> [Input records]:
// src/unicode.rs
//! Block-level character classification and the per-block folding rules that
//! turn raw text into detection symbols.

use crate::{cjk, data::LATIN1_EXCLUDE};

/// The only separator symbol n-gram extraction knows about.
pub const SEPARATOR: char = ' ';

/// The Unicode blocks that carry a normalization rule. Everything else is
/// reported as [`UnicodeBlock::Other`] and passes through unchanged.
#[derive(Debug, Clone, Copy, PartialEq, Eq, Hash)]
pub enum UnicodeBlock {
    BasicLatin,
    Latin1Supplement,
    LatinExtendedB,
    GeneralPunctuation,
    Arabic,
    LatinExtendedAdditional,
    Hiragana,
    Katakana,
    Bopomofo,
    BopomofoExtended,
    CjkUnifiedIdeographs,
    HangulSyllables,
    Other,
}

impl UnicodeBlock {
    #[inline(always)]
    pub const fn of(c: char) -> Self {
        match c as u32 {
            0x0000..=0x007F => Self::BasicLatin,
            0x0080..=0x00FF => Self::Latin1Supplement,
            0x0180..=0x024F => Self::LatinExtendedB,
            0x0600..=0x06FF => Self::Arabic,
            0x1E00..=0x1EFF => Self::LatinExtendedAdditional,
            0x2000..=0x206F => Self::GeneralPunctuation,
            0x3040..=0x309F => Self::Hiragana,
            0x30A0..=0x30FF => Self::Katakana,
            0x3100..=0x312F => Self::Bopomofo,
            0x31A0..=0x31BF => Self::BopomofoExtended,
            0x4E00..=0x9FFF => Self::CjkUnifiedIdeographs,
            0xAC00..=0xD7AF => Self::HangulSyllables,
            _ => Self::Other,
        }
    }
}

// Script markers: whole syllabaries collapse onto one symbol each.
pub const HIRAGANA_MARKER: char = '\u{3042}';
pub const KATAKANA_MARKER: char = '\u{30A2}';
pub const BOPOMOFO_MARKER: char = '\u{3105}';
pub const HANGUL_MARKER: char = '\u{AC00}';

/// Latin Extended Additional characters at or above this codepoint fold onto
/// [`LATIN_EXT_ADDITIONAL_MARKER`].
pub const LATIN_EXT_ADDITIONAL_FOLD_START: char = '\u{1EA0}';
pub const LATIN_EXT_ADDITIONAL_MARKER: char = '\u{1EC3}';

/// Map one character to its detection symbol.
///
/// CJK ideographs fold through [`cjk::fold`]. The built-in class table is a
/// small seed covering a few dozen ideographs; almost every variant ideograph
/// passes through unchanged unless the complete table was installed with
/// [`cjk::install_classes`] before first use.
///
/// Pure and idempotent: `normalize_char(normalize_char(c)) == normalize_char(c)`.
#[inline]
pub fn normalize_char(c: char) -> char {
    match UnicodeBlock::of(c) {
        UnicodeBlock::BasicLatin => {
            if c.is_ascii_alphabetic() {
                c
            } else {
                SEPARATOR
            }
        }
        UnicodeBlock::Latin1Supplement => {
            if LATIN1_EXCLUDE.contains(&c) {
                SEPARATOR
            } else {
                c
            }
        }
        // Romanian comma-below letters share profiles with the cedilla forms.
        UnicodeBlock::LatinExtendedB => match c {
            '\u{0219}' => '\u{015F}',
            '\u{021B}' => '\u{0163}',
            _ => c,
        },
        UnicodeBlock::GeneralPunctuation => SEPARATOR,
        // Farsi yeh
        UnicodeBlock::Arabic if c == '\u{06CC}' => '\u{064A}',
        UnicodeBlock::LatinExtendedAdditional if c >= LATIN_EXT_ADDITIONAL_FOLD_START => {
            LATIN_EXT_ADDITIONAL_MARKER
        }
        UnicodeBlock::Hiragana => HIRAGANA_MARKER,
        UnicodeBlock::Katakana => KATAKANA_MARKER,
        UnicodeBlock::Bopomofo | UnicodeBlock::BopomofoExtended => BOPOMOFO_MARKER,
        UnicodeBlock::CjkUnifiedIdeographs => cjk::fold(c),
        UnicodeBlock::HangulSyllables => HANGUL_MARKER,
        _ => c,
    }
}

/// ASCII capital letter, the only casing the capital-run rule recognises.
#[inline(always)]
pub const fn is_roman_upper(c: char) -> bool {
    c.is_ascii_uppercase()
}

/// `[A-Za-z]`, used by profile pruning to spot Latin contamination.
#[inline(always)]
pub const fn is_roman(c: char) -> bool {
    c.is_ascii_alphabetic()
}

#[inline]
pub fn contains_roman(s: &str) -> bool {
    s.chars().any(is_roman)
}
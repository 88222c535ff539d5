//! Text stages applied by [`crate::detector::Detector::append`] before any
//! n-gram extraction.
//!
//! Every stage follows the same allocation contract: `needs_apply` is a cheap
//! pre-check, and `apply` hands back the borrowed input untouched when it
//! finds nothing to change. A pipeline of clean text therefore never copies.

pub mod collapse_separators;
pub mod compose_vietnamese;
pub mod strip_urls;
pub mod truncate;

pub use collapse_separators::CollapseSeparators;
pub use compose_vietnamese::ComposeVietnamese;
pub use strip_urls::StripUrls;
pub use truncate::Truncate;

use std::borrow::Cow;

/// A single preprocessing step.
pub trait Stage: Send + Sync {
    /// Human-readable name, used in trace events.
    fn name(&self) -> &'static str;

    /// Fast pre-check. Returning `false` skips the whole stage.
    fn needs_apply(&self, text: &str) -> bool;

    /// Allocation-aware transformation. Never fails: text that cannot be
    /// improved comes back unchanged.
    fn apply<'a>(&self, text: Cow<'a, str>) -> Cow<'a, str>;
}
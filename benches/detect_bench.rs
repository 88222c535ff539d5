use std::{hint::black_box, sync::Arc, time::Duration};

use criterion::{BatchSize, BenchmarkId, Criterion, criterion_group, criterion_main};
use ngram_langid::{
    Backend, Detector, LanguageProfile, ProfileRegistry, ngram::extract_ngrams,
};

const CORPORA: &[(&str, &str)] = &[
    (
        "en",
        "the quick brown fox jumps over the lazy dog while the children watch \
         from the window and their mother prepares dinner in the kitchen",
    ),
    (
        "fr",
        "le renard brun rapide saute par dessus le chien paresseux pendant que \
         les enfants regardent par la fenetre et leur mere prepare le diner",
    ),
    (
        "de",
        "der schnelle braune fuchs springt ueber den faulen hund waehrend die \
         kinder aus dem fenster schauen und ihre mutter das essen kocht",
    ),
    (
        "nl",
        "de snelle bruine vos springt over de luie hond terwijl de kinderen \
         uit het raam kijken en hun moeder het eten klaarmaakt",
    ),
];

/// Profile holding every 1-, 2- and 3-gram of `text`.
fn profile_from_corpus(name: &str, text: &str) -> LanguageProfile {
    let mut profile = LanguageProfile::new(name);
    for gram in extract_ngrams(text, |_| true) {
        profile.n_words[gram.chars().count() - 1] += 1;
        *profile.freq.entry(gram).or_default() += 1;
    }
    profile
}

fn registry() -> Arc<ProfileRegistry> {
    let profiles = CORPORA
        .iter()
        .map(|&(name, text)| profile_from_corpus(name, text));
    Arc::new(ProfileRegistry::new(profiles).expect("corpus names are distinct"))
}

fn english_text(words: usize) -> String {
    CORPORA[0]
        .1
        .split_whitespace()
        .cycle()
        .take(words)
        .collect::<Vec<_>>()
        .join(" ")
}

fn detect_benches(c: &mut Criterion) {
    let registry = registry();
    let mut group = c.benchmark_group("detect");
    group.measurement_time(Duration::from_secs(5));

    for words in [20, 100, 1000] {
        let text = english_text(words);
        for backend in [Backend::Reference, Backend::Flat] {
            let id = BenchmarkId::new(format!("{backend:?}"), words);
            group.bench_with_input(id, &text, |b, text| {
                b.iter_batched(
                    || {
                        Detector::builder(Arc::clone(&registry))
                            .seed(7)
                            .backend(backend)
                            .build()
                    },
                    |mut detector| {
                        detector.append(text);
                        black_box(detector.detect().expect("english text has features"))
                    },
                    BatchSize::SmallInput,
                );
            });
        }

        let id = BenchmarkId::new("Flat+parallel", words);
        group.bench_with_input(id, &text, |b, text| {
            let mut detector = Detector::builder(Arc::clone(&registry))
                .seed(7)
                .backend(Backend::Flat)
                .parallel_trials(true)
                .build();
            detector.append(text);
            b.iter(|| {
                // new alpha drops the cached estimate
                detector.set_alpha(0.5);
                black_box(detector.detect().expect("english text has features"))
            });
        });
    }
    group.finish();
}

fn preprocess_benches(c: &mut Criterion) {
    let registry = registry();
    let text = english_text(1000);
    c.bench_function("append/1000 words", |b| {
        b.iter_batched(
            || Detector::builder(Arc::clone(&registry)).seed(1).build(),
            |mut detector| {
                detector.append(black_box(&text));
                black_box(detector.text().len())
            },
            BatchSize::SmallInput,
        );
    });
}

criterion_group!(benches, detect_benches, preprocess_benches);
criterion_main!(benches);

> [Prompt]: In the material above, find each line that has the string "features" and return it.

> [Result below]:
                        black_box(detector.detect().expect("english text has features"))
                black_box(detector.detect().expect("english text has features"))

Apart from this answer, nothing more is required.